▶ _PROBLEM DESCRIPTION_: Copy out each line of the entries where the word "Result" is present.

▶ _RECORDS FOR THE TASK_:
//! Task and category store.
//!
//! The store is the single owner of the to-do list and its derived read
//! models: the daily task subset, the daily history and the per-date
//! completion counts. Every mutation takes the state lock for its whole
//! duration, including the await on share acknowledgment, so operations
//! never interleave and a failed operation leaves the state untouched.
//! Readers get owned snapshots.

use std::collections::{BTreeMap, BTreeSet};
use std::sync::atomic::{AtomicBool, Ordering};
use std::sync::Arc;

use chrono::{Days, Local, NaiveDate};
use serde::Serialize;
use tokio::sync::Mutex;
use tracing::{debug, info};

use crate::config::Settings;
use crate::daily::{daily_task_subset, sort_tasks, DailyTasks};
use crate::error::{Error, Result};
use crate::events::{event_bus, EventRx, EventTx, StoreEvent};
use crate::model::{
    validate_priority, Category, DailyHistoryEntry, SortOption, Task, TaskSlot, ToDoList,
};
use crate::notify::Notifier;
use crate::share::{Acknowledger, ShareNotice, ShareOutcome};

fn today() -> NaiveDate {
    Local::now().date_naive()
}

/// New name, color and sharing for an existing category.
#[derive(Debug, Clone, PartialEq, Eq)]
pub struct CategoryUpdate {
    pub name: String,
    pub color: String,
    pub shared_with: BTreeSet<String>,
}

impl CategoryUpdate {
    pub fn new(name: impl Into<String>, color: impl Into<String>) -> Self {
        Self {
            name: name.into(),
            color: color.into(),
            shared_with: BTreeSet::new(),
        }
    }

    pub fn shared_with<I, S>(mut self, users: I) -> Self
    where
        I: IntoIterator<Item = S>,
        S: Into<String>,
    {
        self.shared_with = users.into_iter().map(Into::into).collect();
        self
    }
}

/// Result of advancing the simulated date.
#[derive(Debug, Clone, PartialEq, Eq, Serialize)]
pub struct Rollover {
    /// Day that was closed
    pub closed: NaiveDate,
    /// New current day
    pub date: NaiveDate,
    /// Completions recorded for the closed day
    pub tasks_completed: u32,
    /// Daily subset for the new day
    pub daily_tasks: DailyTasks,
}

/// Owned copy of everything the store exposes.
#[derive(Debug, Clone, PartialEq, Eq, Serialize)]
pub struct StoreSnapshot {
    pub list: ToDoList,
    pub daily_tasks: DailyTasks,
    pub daily_history: Vec<DailyHistoryEntry>,
    pub daily_task_completions: BTreeMap<NaiveDate, u32>,
    pub current_date: NaiveDate,
    pub has_generated: bool,
}

#[derive(Debug)]
struct StoreState {
    list: ToDoList,
    /// Task ids of the daily subset, per category name
    daily_task_ids: BTreeMap<String, Vec<String>>,
    daily_history: Vec<DailyHistoryEntry>,
    daily_task_completions: BTreeMap<NaiveDate, u32>,
    current_date: NaiveDate,
    has_generated: bool,
    sort_options: BTreeMap<String, SortOption>,
}

impl StoreState {
    fn new(current_date: NaiveDate) -> Self {
        Self {
            list: ToDoList::default(),
            daily_task_ids: BTreeMap::new(),
            daily_history: Vec::new(),
            daily_task_completions: BTreeMap::new(),
            current_date,
            has_generated: false,
            sort_options: BTreeMap::new(),
        }
    }

    /// Resolve the stored daily ids against the current list.
    fn daily_tasks(&self) -> DailyTasks {
        self.daily_task_ids
            .iter()
            .map(|(name, ids)| {
                let tasks = match self.list.category(name) {
                    Some(category) => ids
                        .iter()
                        .filter_map(|id| category.locate(id).map(|slot| category.task(slot).clone()))
                        .collect(),
                    None => Vec::new(),
                };
                (name.clone(), tasks)
            })
            .collect()
    }

    fn remove_task(&mut self, task_id: &str) -> Option<Task> {
        let (idx, slot) = self.list.locate_task(task_id)?;
        let category = &mut self.list.categories[idx];
        let removed = match slot {
            TaskSlot::Open(pos) => category.tasks.remove(pos),
            TaskSlot::Completed(pos) => category.completed_tasks.remove(pos),
        };
        if let Some(ids) = self.daily_task_ids.get_mut(&category.name) {
            ids.retain(|id| id != task_id);
        }
        Some(removed)
    }

    fn snapshot(&self) -> StoreSnapshot {
        StoreSnapshot {
            list: self.list.clone(),
            daily_tasks: self.daily_tasks(),
            daily_history: self.daily_history.clone(),
            daily_task_completions: self.daily_task_completions.clone(),
            current_date: self.current_date,
            has_generated: self.has_generated,
        }
    }
}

▶ _ANSWER BOX_:
use crate::error::{Error, Result};
/// Result of advancing the simulated date.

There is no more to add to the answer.